Leveraging explainable Artificial Intelligence for real-time detection of tidal blade damage

Fossil fuels are the main cause of global warming and threaten our survival. Tidal turbines can supply renewable energy and fight climate change. Whereas large scale of installation will lower the levelized cost of tidal energy to EUR100/MWh, making ocean energy competitive with other renewable energy sources like offshore wind. To achieve the target, increased performance and reliability of tidal energy devices are required. Tidal turbine blades are one of the primary component of tidal turbines, and can experience complex non-linear damage modes.
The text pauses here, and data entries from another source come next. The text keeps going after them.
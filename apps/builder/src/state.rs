//! The profile store — the single owner of the in-memory [`Profile`].
//!
//! Every mutation goes through a method here and reports a [`Change`] so the
//! router can repaint the right part of the form and then run render + persist.
//! Renderers and codecs only ever see `&Profile`.

use serde_json::{Map, Value};
use tracing::debug;
use uuid::Uuid;

use crate::errors::AppError;
use crate::models::{FieldValues, Profile, ProfileField, Section, Template, Theme};

/// What a mutation touched.
#[derive(Debug, Clone, Copy, PartialEq, Eq)]
pub enum Change {
    /// Nothing changed (e.g. reorder onto the same index).
    None,
    /// A scalar form input.
    Field(ProfileField),
    /// Records were added, removed or reordered; the section's form must be repainted.
    Section(Section),
    /// A field inside one record changed in place. The form already shows the
    /// new value, so only the preview is refreshed.
    Record(Section),
    Skills,
    Photo,
    Theme,
    Template,
    Qr,
    /// The profile was replaced or merged; rehydrate everything.
    All,
}

#[derive(Debug, Default)]
pub struct ProfileStore {
    profile: Profile,
}

impl ProfileStore {
    pub fn profile(&self) -> &Profile {
        &self.profile
    }

    pub fn replace(&mut self, profile: Profile) -> Change {
        self.profile = profile;
        Change::All
    }

    // ── scalar fields ───────────────────────────────────────────────────────

    /// Stores the trimmed value. Validation is advisory and never blocks this.
    pub fn set_field(&mut self, field: ProfileField, value: &str) -> Change {
        *self.profile.field_mut(field) = value.trim().to_string();
        Change::Field(field)
    }

    pub fn set_theme(&mut self, theme: Theme) -> Change {
        self.profile.theme = theme;
        Change::Theme
    }

    pub fn set_template(&mut self, template: Template) -> Change {
        self.profile.template = template;
        Change::Template
    }

    pub fn set_show_qr(&mut self, show: bool) -> Change {
        self.profile.show_qr = show;
        Change::Qr
    }

    pub fn set_qr_custom(&mut self, value: &str) -> Change {
        self.profile.qr_custom = value.trim().to_string();
        Change::Qr
    }

    pub fn set_photo(&mut self, data_url: String) -> Change {
        self.profile.photo = data_url;
        Change::Photo
    }

    pub fn clear_photo(&mut self) -> Change {
        self.profile.photo.clear();
        Change::Photo
    }

    // ── collections ─────────────────────────────────────────────────────────

    /// Inserts a new record at `index` (end when `None`, clamped when past the end).
    pub fn add_item(
        &mut self,
        section: Section,
        values: &FieldValues,
        index: Option<usize>,
    ) -> Result<(Uuid, Change), AppError> {
        let id = self.profile.section_mut(section).insert(values, index)?;
        debug!("Added {section} record {id}");
        Ok((id, Change::Section(section)))
    }

    pub fn remove_item(&mut self, section: Section, id: Uuid) -> Result<Change, AppError> {
        self.profile.section_mut(section).remove(id)?;
        debug!("Removed {section} record {id}");
        Ok(Change::Section(section))
    }

    /// Index form of [`ProfileStore::remove_item`] for callers that only know
    /// positions. Out-of-range indices are reported, not ignored.
    pub fn remove_item_at(&mut self, section: Section, index: usize) -> Result<Change, AppError> {
        let id = self
            .profile
            .section(section)
            .id_at(index)
            .ok_or_else(|| AppError::ItemNotFound(format!("{section} index {index}")))?;
        self.remove_item(section, id)
    }

    pub fn reorder_item(
        &mut self,
        section: Section,
        from: usize,
        to: usize,
    ) -> Result<Change, AppError> {
        let moved = self.profile.section_mut(section).move_item(from, to)?;
        Ok(if moved {
            Change::Section(section)
        } else {
            Change::None
        })
    }

    /// Sets one field of one record in place. The value is stored as typed.
    pub fn update_item_field(
        &mut self,
        section: Section,
        id: Uuid,
        key: &str,
        value: &str,
    ) -> Result<Change, AppError> {
        self.profile.section_mut(section).set_field(id, key, value)?;
        Ok(Change::Record(section))
    }

    // ── skills ──────────────────────────────────────────────────────────────

    /// Appends every non-empty comma-separated part of `raw`.
    pub fn add_skills(&mut self, raw: &str) -> Change {
        let before = self.profile.skills.len();
        self.profile.skills.extend(
            raw.split(',')
                .map(str::trim)
                .filter(|s| !s.is_empty())
                .map(str::to_string),
        );
        if self.profile.skills.len() == before {
            Change::None
        } else {
            Change::Skills
        }
    }

    pub fn remove_skill(&mut self, index: usize) -> Result<Change, AppError> {
        if index >= self.profile.skills.len() {
            return Err(AppError::ItemNotFound(format!("skill index {index}")));
        }
        self.profile.skills.remove(index);
        Ok(Change::Skills)
    }

    pub fn reorder_skill(&mut self, from: usize, to: usize) -> Result<Change, AppError> {
        let len = self.profile.skills.len();
        if from >= len || to >= len {
            return Err(AppError::ItemNotFound(format!(
                "move skill {from} -> {to} in list of {len}"
            )));
        }
        if from == to {
            return Ok(Change::None);
        }
        let skill = self.profile.skills.remove(from);
        self.profile.skills.insert(to, skill);
        Ok(Change::Skills)
    }

    // ── import ──────────────────────────────────────────────────────────────

    /// Shallow-merges `incoming` onto the current profile.
    ///
    /// Top-level keys replace the current value, missing keys keep it, unknown
    /// keys are retained. The merged object is deserialized as a whole, so a
    /// known key with the wrong shape rejects the import and the profile stays
    /// as it was.
    pub fn merge_import(&mut self, incoming: Map<String, Value>) -> Result<Change, AppError> {
        let mut merged = match serde_json::to_value(&self.profile)? {
            Value::Object(map) => map,
            _ => return Err(AppError::Internal(anyhow::anyhow!("profile did not serialize to an object"))),
        };
        let keys: Vec<String> = incoming.keys().cloned().collect();
        for (key, value) in incoming {
            merged.insert(key, value);
        }
        let profile: Profile = serde_json::from_value(Value::Object(merged))
            .map_err(|e| AppError::Import(format!("{e} (keys: {})", keys.join(", "))))?;
        self.profile = profile;
        Ok(Change::All)
    }
}

#[cfg(test)]
mod tests {
    use super::*;
    use serde_json::json;

    fn values(pairs: &[(&str, &str)]) -> FieldValues {
        pairs
            .iter()
            .map(|(k, v)| (k.to_string(), v.to_string()))
            .collect()
    }

    fn object(v: Value) -> Map<String, Value> {
        match v {
            Value::Object(m) => m,
            _ => panic!("not an object"),
        }
    }

    #[test]
    fn test_set_field_trims() {
        let mut store = ProfileStore::default();
        let change = store.set_field(ProfileField::Name, "  Alex Doe \n");
        assert_eq!(change, Change::Field(ProfileField::Name));
        assert_eq!(store.profile().name, "Alex Doe");
    }

    #[test]
    fn test_set_field_never_blocked_by_validation() {
        let mut store = ProfileStore::default();
        store.set_field(ProfileField::Email, "not-an-email");
        assert_eq!(store.profile().email, "not-an-email");
    }

    #[test]
    fn test_add_item_defaults_to_end() {
        let mut store = ProfileStore::default();
        store
            .add_item(Section::Experience, &values(&[("role", "a")]), None)
            .unwrap();
        let (id, change) = store
            .add_item(Section::Experience, &values(&[("role", "b")]), None)
            .unwrap();
        assert_eq!(change, Change::Section(Section::Experience));
        assert_eq!(store.profile().experience.position(id), Some(1));
    }

    #[test]
    fn test_add_item_at_index() {
        let mut store = ProfileStore::default();
        store.add_item(Section::Projects, &values(&[("title", "a")]), None).unwrap();
        let (id, _) = store
            .add_item(Section::Projects, &values(&[("title", "b")]), Some(0))
            .unwrap();
        assert_eq!(store.profile().projects.position(id), Some(0));
    }

    #[test]
    fn test_remove_out_of_range_is_reported() {
        let mut store = ProfileStore::default();
        store.add_item(Section::Education, &FieldValues::new(), None).unwrap();
        let err = store.remove_item_at(Section::Education, 5).unwrap_err();
        assert!(matches!(err, AppError::ItemNotFound(_)));
        assert_eq!(store.profile().education.len(), 1);
    }

    #[test]
    fn test_remove_unknown_id_is_reported() {
        let mut store = ProfileStore::default();
        let err = store
            .remove_item(Section::References, Uuid::new_v4())
            .unwrap_err();
        assert!(matches!(err, AppError::ItemNotFound(_)));
    }

    #[test]
    fn test_remove_at_index_removes_that_record() {
        let mut store = ProfileStore::default();
        for name in ["a", "b", "c"] {
            store
                .add_item(Section::Certificates, &values(&[("name", name)]), None)
                .unwrap();
        }
        store.remove_item_at(Section::Certificates, 1).unwrap();
        let names: Vec<_> = store
            .profile()
            .certificates
            .iter()
            .map(|(_, c)| c.name.clone())
            .collect();
        assert_eq!(names, ["a", "c"]);
    }

    #[test]
    fn test_reorder_same_index_reports_no_change() {
        let mut store = ProfileStore::default();
        store.add_item(Section::Languages, &FieldValues::new(), None).unwrap();
        assert_eq!(
            store.reorder_item(Section::Languages, 0, 0).unwrap(),
            Change::None
        );
    }

    #[test]
    fn test_update_item_field_in_place_keeps_whitespace() {
        let mut store = ProfileStore::default();
        let (id, _) = store
            .add_item(Section::Experience, &FieldValues::new(), None)
            .unwrap();
        let change = store
            .update_item_field(Section::Experience, id, "desc", "  line one\n")
            .unwrap();
        assert_eq!(change, Change::Record(Section::Experience));
        assert_eq!(store.profile().experience.get(id).unwrap().desc, "  line one\n");
    }

    #[test]
    fn test_update_item_survives_earlier_removal() {
        let mut store = ProfileStore::default();
        let (first, _) = store
            .add_item(Section::Experience, &values(&[("role", "first")]), None)
            .unwrap();
        let (second, _) = store
            .add_item(Section::Experience, &values(&[("role", "second")]), None)
            .unwrap();
        store.remove_item(Section::Experience, first).unwrap();
        store
            .update_item_field(Section::Experience, second, "company", "Acme")
            .unwrap();
        let exp = store.profile().experience.get(second).unwrap();
        assert_eq!(exp.role, "second");
        assert_eq!(exp.company, "Acme");
    }

    #[test]
    fn test_add_skills_splits_and_trims() {
        let mut store = ProfileStore::default();
        assert_eq!(store.add_skills(" Rust, , SQL ,Go"), Change::Skills);
        assert_eq!(store.profile().skills, ["Rust", "SQL", "Go"]);
        assert_eq!(store.add_skills(" , "), Change::None);
    }

    #[test]
    fn test_skill_reorder_and_remove() {
        let mut store = ProfileStore::default();
        store.add_skills("a,b,c");
        store.reorder_skill(0, 2).unwrap();
        assert_eq!(store.profile().skills, ["b", "c", "a"]);
        store.remove_skill(1).unwrap();
        assert_eq!(store.profile().skills, ["b", "a"]);
        assert!(store.remove_skill(2).is_err());
        assert!(store.reorder_skill(0, 5).is_err());
    }

    #[test]
    fn test_merge_import_shallow() {
        let mut store = ProfileStore::default();
        store.set_field(ProfileField::Headline, "Engineer");
        store
            .merge_import(object(json!({ "name": "Alex", "custom": 7 })))
            .unwrap();
        let p = store.profile();
        assert_eq!(p.name, "Alex");
        assert_eq!(p.headline, "Engineer");
        assert_eq!(p.extra.get("custom"), Some(&json!(7)));
    }

    #[test]
    fn test_merge_import_rejects_wrong_shape() {
        let mut store = ProfileStore::default();
        store.set_field(ProfileField::Name, "Keep");
        let err = store
            .merge_import(object(json!({ "name": "New", "experience": "oops" })))
            .unwrap_err();
        assert!(matches!(err, AppError::Import(_)));
        assert_eq!(store.profile().name, "Keep");
    }

    #[test]
    fn test_merge_import_replaces_collections() {
        let mut store = ProfileStore::default();
        store.add_item(Section::Experience, &values(&[("role", "old")]), None).unwrap();
        store
            .merge_import(object(json!({ "experience": [{ "role": "new" }] })))
            .unwrap();
        let roles: Vec<_> = store
            .profile()
            .experience
            .iter()
            .map(|(_, e)| e.role.clone())
            .collect();
        assert_eq!(roles, ["new"]);
    }
}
Tidal blades can fail catastrophically due to impact damage, delamination, matrix crack, fibre breakage or rupture, and others in harsh marine environments. Thus, tidal energy companies must ensure blade health and performance. In the sea, fault diagnosis and maintenance are difficult, and if left unattended, the tidal energy system may fail. Therefore, we proposed real-time and reliable structure health monitoring (SHM) tidal blades. We addressed the trustworthiness of system decisions made with explainable artificial intelligence (XAI), which is recommended approach by EU for utilization of AI. This paper presents a real-time damage detection framework, ICT-based infrastructure for real-time monitoring, and a novel model to classify/detect blade structure damages. Testing and evaluation of proposed approach in laboratory and operational settings is the future concern of this study.